Since it hasn’t happened this can mean two things:
1) M$ hasn’t found anything worthwhile in the code that would make a strong case yet.
2)It’s a hoax .
<fiction>
It’s all a big smoke screen to keep people concentrating on the issue of stollen code from the network OS such as the Unix OS’s. Mean while, SCO is set to release the “PATCH” which is worn on back of your neck and turns your brain into a fully networked (and compatible with everything out there) computer allowing the wearer to communicate with any system in existence just by thinking about it. Imagine, you can turn on and off any networked system by simply thinking about it.
(Warning: one must never, ever wear a patch to bed. Sleeping with the patch may cause brain damage).
Who will get the patch? SCO executives will be the only people able to obtain this technology, able to hack into any system just by thinking and become the Gods of all good and evil that exist in the world. They will enslave us all. The patch will enable them to (with a simple glance) skim off anyone standing at his or her favorite ATM by rerouting their funds to an off-shore account while they stand there wondering where it all went, or know what is being said in every email sent in the world simultaneously.
Caution: once perfected, no one’s info kept on any computer anywhere, networked or not, will be safe from a patch wearers.

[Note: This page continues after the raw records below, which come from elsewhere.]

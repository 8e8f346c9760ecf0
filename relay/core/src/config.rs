//! Relay Configuration
//!
//! Build-time style constants for a relay deployment, loaded from a TOML file
//! at `~/.config/rproc-relay/relay.toml`, environment variables and CLI
//! overrides.
//!
//! # Configuration Priority
//!
//! Highest first:
//! 1. CLI arguments (via [`ConfigOverrides`])
//! 2. Environment variables (`RELAY_*`)
//! 3. TOML configuration file
//! 4. Default values
//!
//! Only the remote MTU is not configured here for negotiated channels; it is
//! discovered from the remote channel at establishment.
//!
//! # Example Configuration
//!
//! ```toml
//! [relay]
//! endpoint_name = "kws-app"
//! buffer_capacity = 1024
//! single_instance = true
//! announce_on_establish = true
//!
//! [local]
//! protocol_id = 19
//! runtime_dir = "/run/rproc-relay"
//!
//! [remote]
//! device = "/dev/rpmsg0"
//! mtu = 496
//! ```

use std::path::PathBuf;

use serde::{Deserialize, Serialize};
use thiserror::Error;

use crate::buffer::DEFAULT_BUFFER_CAPACITY;
use crate::channel::DEFAULT_RPMSG_MTU;

/// Default local channel protocol id
pub const DEFAULT_PROTOCOL_ID: u32 = 17;

/// Default remote endpoint name
pub const DEFAULT_ENDPOINT_NAME: &str = "rpmsg-tflite";

/// Default rpmsg character device
pub const DEFAULT_REMOTE_DEVICE: &str = "/dev/rpmsg0";

/// Errors that can occur when loading configuration
#[derive(Debug, Error)]
pub enum ConfigError {
    /// Failed to read config file
    #[error("Failed to read config file at {path}: {source}")]
    ReadError {
        /// The path that was attempted
        path: PathBuf,
        /// The underlying IO error
        source: std::io::Error,
    },

    /// Failed to parse TOML
    #[error("Failed to parse TOML config: {0}")]
    ParseError(#[from] toml::de::Error),

    /// Invalid configuration value
    #[error("Invalid configuration: {0}")]
    ValidationError(String),
}

/// Tracks where the configuration came from
#[derive(Clone, Copy, Debug, PartialEq, Eq, Serialize, Deserialize)]
pub enum ConfigSource {
    /// Value from command-line argument
    Cli,
    /// Value from environment variable
    Env,
    /// Value from TOML configuration file
    File,
    /// Default value
    Default,
}

impl std::fmt::Display for ConfigSource {
    fn fmt(&self, f: &mut std::fmt::Formatter<'_>) -> std::fmt::Result {
        match self {
            Self::Cli => write!(f, "CLI"),
            Self::Env => write!(f, "environment"),
            Self::File => write!(f, "config file"),
            Self::Default => write!(f, "default"),
        }
    }
}

// =============================================================================
// TOML Configuration Structures
// =============================================================================

/// `[relay]` section
#[derive(Clone, Debug, Default, Serialize, Deserialize)]
#[serde(default)]
pub struct RelayToml {
    /// Remote endpoint name
    pub endpoint_name: Option<String>,
    /// Last-message buffer capacity in bytes
    pub buffer_capacity: Option<usize>,
    /// Allow only one active pairing
    pub single_instance: Option<bool>,
    /// Relay command queue capacity
    pub command_queue_capacity: Option<usize>,
    /// Send a sync message to the remote side on establishment
    pub announce_on_establish: Option<bool>,
    /// Chunk size used by the passive read socket
    pub read_chunk: Option<usize>,
}

/// `[local]` section
#[derive(Clone, Debug, Default, Serialize, Deserialize)]
#[serde(default)]
pub struct LocalToml {
    /// Local channel protocol id
    pub protocol_id: Option<u32>,
    /// Directory for sockets
    pub runtime_dir: Option<String>,
}

/// `[remote]` section
#[derive(Clone, Debug, Default, Serialize, Deserialize)]
#[serde(default)]
pub struct RemoteToml {
    /// rpmsg character device path
    pub device: Option<String>,
    /// MTU of the rpmsg endpoint
    pub mtu: Option<usize>,
}

/// Top-level TOML configuration structure
#[derive(Clone, Debug, Default, Serialize, Deserialize)]
#[serde(default)]
pub struct RelayConfigToml {
    /// Relay section
    pub relay: RelayToml,
    /// Local channel section
    pub local: LocalToml,
    /// Remote channel section
    pub remote: RemoteToml,
}
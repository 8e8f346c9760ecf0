//! Relay Registry - Endpoint Pairing Management
//!
//! Tracks the pairings established in this process, keyed by remote
//! endpoint name.
//!
//! # Architecture
//!
//! ```text
//!                       RelayRegistry
//!              ┌──────────────────────────────────┐
//!              │ HashMap<String, Slot>            │
//!              │   - wrapped in Arc<RwLock<>>     │
//!              └───────────────┬──────────────────┘
//!                              │
//!           ┌──────────────────┼───────────────────┐
//!           │                  │                   │
//!    ┌──────▼──────┐   ┌───────▼──────┐   ┌────────▼───────┐
//!    │   Pending   │   │    Active    │   │    Retired     │
//!    │ establishing│   │ RelayHandle  │   │ last buffer    │
//!    └─────────────┘   └──────────────┘   └────────────────┘
//! ```
//!
//! With `single_instance` only one pairing may be pending or active at a
//! time. A retired slot keeps the torn down pairing's last-message buffer
//! so readers can still drain it until the endpoint is established again.

use std::collections::HashMap;
use std::sync::Arc;

use parking_lot::RwLock;

use crate::buffer::LastMessageBuffer;
use crate::channel::{LocalChannelProvider, RemoteChannel};
use crate::config::RelayConfig;
use crate::error::RelayError;
use crate::reader::PassiveReader;
use crate::relay::{self, RelayHandle};

enum Slot {
    /// Reserved while `establish` runs
    Pending,
    Active(RelayHandle),
    Retired(Arc<LastMessageBuffer>),
}

impl Slot {
    /// Whether the slot holds or is about to hold a live pairing
    fn is_live(&self) -> bool {
        match self {
            Self::Pending => true,
            Self::Active(handle) => !handle.is_torn_down(),
            Self::Retired(_) => false,
        }
    }

    fn buffer(&self) -> Option<Arc<LastMessageBuffer>> {
        match self {
            Self::Pending => None,
            Self::Active(handle) => Some(handle.last_message()),
            Self::Retired(buffer) => Some(Arc::clone(buffer)),
        }
    }
}

/// Registry of established pairings
///
/// Cheap to clone; clones share the same map.
#[derive(Clone)]
pub struct RelayRegistry {
    inner: Arc<RwLock<HashMap<String, Slot>>>,
    single_instance: bool,
}

impl Default for RelayRegistry {
    fn default() -> Self {
        Self::new(true)
    }
}

impl RelayRegistry {
    /// Create an empty registry
    #[must_use]
    pub fn new(single_instance: bool) -> Self {
        Self {
            inner: Arc::new(RwLock::new(HashMap::new())),
            single_instance,
        }
    }

    /// Create a registry honouring `config.single_instance`
    #[must_use]
    pub fn from_config(config: &RelayConfig) -> Self {
        Self::new(config.single_instance)
    }

    /// Establish a pairing for `config.endpoint_name`
    ///
    /// # Errors
    ///
    /// - `RelayError::AlreadyEstablished` if the endpoint has a live pairing
    /// - `RelayError::RegistryFull` if single-instance and another endpoint
    ///   is live
    /// - any error from [`relay::establish`]; the registry is left as it
    ///   was
    pub async fn establish(
        &self,
        config: &RelayConfig,
        remote: Arc<dyn RemoteChannel>,
        provider: &dyn LocalChannelProvider,
    ) -> Result<RelayHandle, RelayError> {
        let name = config.endpoint_name.clone();

        let previous = {
            let mut inner = self.inner.write();
            if inner.get(&name).is_some_and(Slot::is_live) {
                tracing::warn!(endpoint = %name, "Endpoint already established");
                return Err(RelayError::AlreadyEstablished { endpoint: name });
            }
            if self.single_instance && inner.values().any(Slot::is_live) {
                tracing::warn!(endpoint = %name, "Registry full, refusing endpoint");
                return Err(RelayError::RegistryFull { limit: 1 });
            }
            inner.insert(name.clone(), Slot::Pending)
        };

        match relay::establish(config, remote, provider).await {
            Ok(handle) => {
                self.inner
                    .write()
                    .insert(name.clone(), Slot::Active(handle.clone()));
                tracing::info!(endpoint = %name, epoch = handle.epoch(), "Endpoint registered");
                Ok(handle)
            }
            Err(e) => {
                let mut inner = self.inner.write();
                match previous.and_then(|slot| slot.buffer()) {
                    Some(buffer) => {
                        inner.insert(name, Slot::Retired(buffer));
                    }
                    None => {
                        inner.remove(&name);
                    }
                }
                Err(e)
            }
        }
    }

    /// Tear down the pairing for `name`
    ///
    /// Returns false if there was no live pairing. The last-message buffer
    /// stays readable through [`reader`](Self::reader).
    pub async fn teardown(&self, name: &str) -> bool {
        let handle = {
            let mut inner = self.inner.write();
            let Some(Slot::Active(handle)) = inner.get(name) else {
                return false;
            };
            let handle = handle.clone();
            inner.insert(name.to_string(), Slot::Retired(handle.last_message()));
            handle
        };

        let was_live = !handle.is_torn_down();
        handle.teardown().await;
        tracing::info!(endpoint = %name, "Endpoint unregistered");
        was_live
    }

    /// Tear down every live pairing
    pub async fn teardown_all(&self) {
        for name in self.endpoints() {
            self.teardown(&name).await;
        }
    }

    /// Handle of the live pairing for `name`
    #[must_use]
    pub fn get(&self, name: &str) -> Option<RelayHandle> {
        match self.inner.read().get(name) {
            Some(Slot::Active(handle)) if !handle.is_torn_down() => Some(handle.clone()),
            _ => None,
        }
    }

    /// Passive read surface for `name`, live or retired
    #[must_use]
    pub fn reader(&self, name: &str) -> Option<PassiveReader> {
        self.inner
            .read()
            .get(name)
            .and_then(Slot::buffer)
            .map(PassiveReader::new)
    }

    /// Names of endpoints with a live pairing
    #[must_use]
    pub fn endpoints(&self) -> Vec<String> {
        let mut names: Vec<String> = self
            .inner
            .read()
            .iter()
            .filter(|(_, slot)| matches!(slot, Slot::Active(h) if !h.is_torn_down()))
            .map(|(name, _)| name.clone())
            .collect();
        names.sort();
        names
    }

    /// Number of live pairings
    #[must_use]
    pub fn count(&self) -> usize {
        self.endpoints().len()
    }

    /// Whether this registry allows only one pairing
    #[must_use]
    pub fn is_single_instance(&self) -> bool {
        self.single_instance
    }
}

SCO is very close to perfection. All that is left to solve is the problem of information overloading. This is expected to be remedied soon. The last three monkeys they tested made it ten minutes prior to the overload bug occurring, which causes huge levels of pressure to develop in the frontal lobe area resulting in a massive blow out of the brain’s gray matter. It’s a heck of mess too, man. Something no one should ever have to witness. SCO chose to start using a monkey a while back to test on when the temp. service they were using ran out of janitors to send over.
This is a serous issue with the US government, but so far they cannot prove these rumors that the “Patch” really exists, comparing it to the rumor of the alleged code stolen by those renegades Linux coders. They claim they are close to solving the stolen code mystery, but missing janitors continue to plague the investigation.
If you or anyone you should know can collaborate the “Patch” rumor, please contact your local FBI agency immediately or call 1-800-crimestoppers.
It is important that the proper authorities get a handle on these renegades before they are able to finish perfecting this technology and become capable of taking over the entire world. Imagine, opening the flood gates to a computer controlled dam and flooding the whole community Redmond, WA, or closing down the US stock market at will. Please take this rumor seriously. The future of all human kind and the lives of those few remaining test monkey, SCO bought on the black market, depends on getting these thugs under control and brought to justice. </fiction>
>>The loss is about the same as last quarter if you don’t count the cash they got from selling their Trolltech shares. They’re just selling off the noncash assets to prop up their bottom line.<<
Scox also reduced their head-count, big time. I think the head count reduction contributed more than anything else.
It makes sense, there is really no reason for scox to pretend that scox is anything expect penny-stock scam, bogus litigation company.